▶ _Saved entries_
::::

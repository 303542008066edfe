use std::fmt;
use std::io;

use tagrpc_client::{CallError, ConnectError};
use tagrpc_filter::FilterError;
use tagrpc_frame::FrameError;
use tagrpc_transport::TransportError;

pub const SUCCESS: i32 = 0;
pub const FAILURE: i32 = 1;
pub const TRANSPORT_ERROR: i32 = 3;
pub const PERMISSION_DENIED: i32 = 50;
pub const DATA_INVALID: i32 = 60;
pub const USAGE: i32 = 64;
pub const TIMEOUT: i32 = 124;
pub const INTERNAL: i32 = 125;

pub type CliResult<T> = Result<T, CliError>;

#[derive(Debug)]
pub struct CliError {
    pub code: i32,
    pub message: String,
}

impl CliError {
    pub fn new(code: i32, message: impl Into<String>) -> Self {
        Self {
            code,
            message: message.into(),
        }
    }
}

impl fmt::Display for CliError {
    fn fmt(&self, f: &mut fmt::Formatter<'_>) -> fmt::Result {
        write!(f, "{}", self.message)
    }
}

impl std::error::Error for CliError {}

pub fn io_error(context: &str, err: io::Error) -> CliError {
    let code = match err.kind() {
        io::ErrorKind::PermissionDenied => PERMISSION_DENIED,
        io::ErrorKind::TimedOut | io::ErrorKind::WouldBlock => TIMEOUT,
        io::ErrorKind::ConnectionRefused
        | io::ErrorKind::ConnectionReset
        | io::ErrorKind::AddrInUse
        | io::ErrorKind::AddrNotAvailable => TRANSPORT_ERROR,
        io::ErrorKind::NotFound => FAILURE,
        _ => INTERNAL,
    };
    CliError::new(code, format!("{context}: {err}"))
}

pub fn transport_error(context: &str, err: TransportError) -> CliError {
    match err {
        TransportError::ConnectTimeout { .. } => {
            CliError::new(TIMEOUT, format!("{context}: {err}"))
        }
        TransportError::Bind { source, .. }
        | TransportError::Connect { source, .. }
        | TransportError::Accept(source)
        | TransportError::Io(source) => io_error(context, source),
        other => CliError::new(TRANSPORT_ERROR, format!("{context}: {other}")),
    }
}

pub fn frame_error(context: &str, err: FrameError) -> CliError {
    match err {
        FrameError::Io(source) => io_error(context, source),
        FrameError::PayloadTooLarge { .. } => {
            CliError::new(DATA_INVALID, format!("{context}: {err}"))
        }
        FrameError::ConnectionClosed => CliError::new(FAILURE, format!("{context}: {err}")),
    }
}

pub fn filter_error(context: &str, err: FilterError) -> CliError {
    match err {
        FilterError::InvalidLevel(_) | FilterError::Parse(_) => {
            CliError::new(USAGE, format!("{context}: {err}"))
        }
        other => CliError::new(DATA_INVALID, format!("{context}: {other}")),
    }
}

pub fn connect_error(context: &str, err: ConnectError) -> CliError {
    match err {
        ConnectError::Transport(err) => transport_error(context, err),
        ConnectError::InvalidConfig(_) => CliError::new(USAGE, format!("{context}: {err}")),
    }
}

pub fn call_error(context: &str, err: CallError) -> CliError {
    match err {
        CallError::ConnectionClosed => CliError::new(FAILURE, format!("{context}: {err}")),
        CallError::Timeout(_) => CliError::new(TIMEOUT, format!("{context}: {err}")),
        CallError::Filter(err) => filter_error(context, err),
        CallError::Frame(err) => frame_error(context, err),
        other => CliError::new(INTERNAL, format!("{context}: {other}")),
    }
}

#[cfg(test)]
mod tests {
    use std::time::Duration;

    use super::*;

    #[test]
    fn refused_connect_is_transport_error() {
        let err = connect_error(
            "connect failed",
            ConnectError::Transport(TransportError::Connect {
                addr: "127.0.0.1:1".to_string(),
                source: io::Error::from(io::ErrorKind::ConnectionRefused),
            }),
        );
        assert_eq!(err.code, TRANSPORT_ERROR);
        assert!(err.message.starts_with("connect failed: "));
    }

    #[test]
    fn timeouts_map_to_timeout_code() {
        let connect = transport_error(
            "connect failed",
            TransportError::ConnectTimeout {
                addr: "10.0.0.1:80".to_string(),
                timeout: Duration::from_secs(1),
            },
        );
        assert_eq!(connect.code, TIMEOUT);

        let call = call_error("call failed", CallError::Timeout(Duration::from_millis(5)));
        assert_eq!(call.code, TIMEOUT);
    }

    #[test]
    fn payload_problems_are_data_invalid() {
        let err = call_error(
            "call failed",
            CallError::Frame(FrameError::PayloadTooLarge { size: 10, max: 1 }),
        );
        assert_eq!(err.code, DATA_INVALID);

        let err = call_error(
            "call failed",
            CallError::Filter(FilterError::OutputLimit {
                filter: "decompress",
                position: 0,
                max: 16,
            }),
        );
        assert_eq!(err.code, DATA_INVALID);
    }

    #[test]
    fn closed_connection_is_plain_failure() {
        assert_eq!(call_error("call failed", CallError::ConnectionClosed).code, FAILURE);
        assert_eq!(call_error("call failed", CallError::TagInUse(1)).code, INTERNAL);
    }
}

::::

▶ _Work task_
Look above and return each line of the records exactly, from the very first through the line with "pub const FAILURE: i32 = 1;", both included.

▶ _Response to the exercise_
repository 303542008066edfe
use std::fmt;
use std::io;

use tagrpc_client::{CallError, ConnectError};
use tagrpc_filter::FilterError;
use tagrpc_frame::FrameError;
use tagrpc_transport::TransportError;

pub const SUCCESS: i32 = 0;
pub const FAILURE: i32 = 1;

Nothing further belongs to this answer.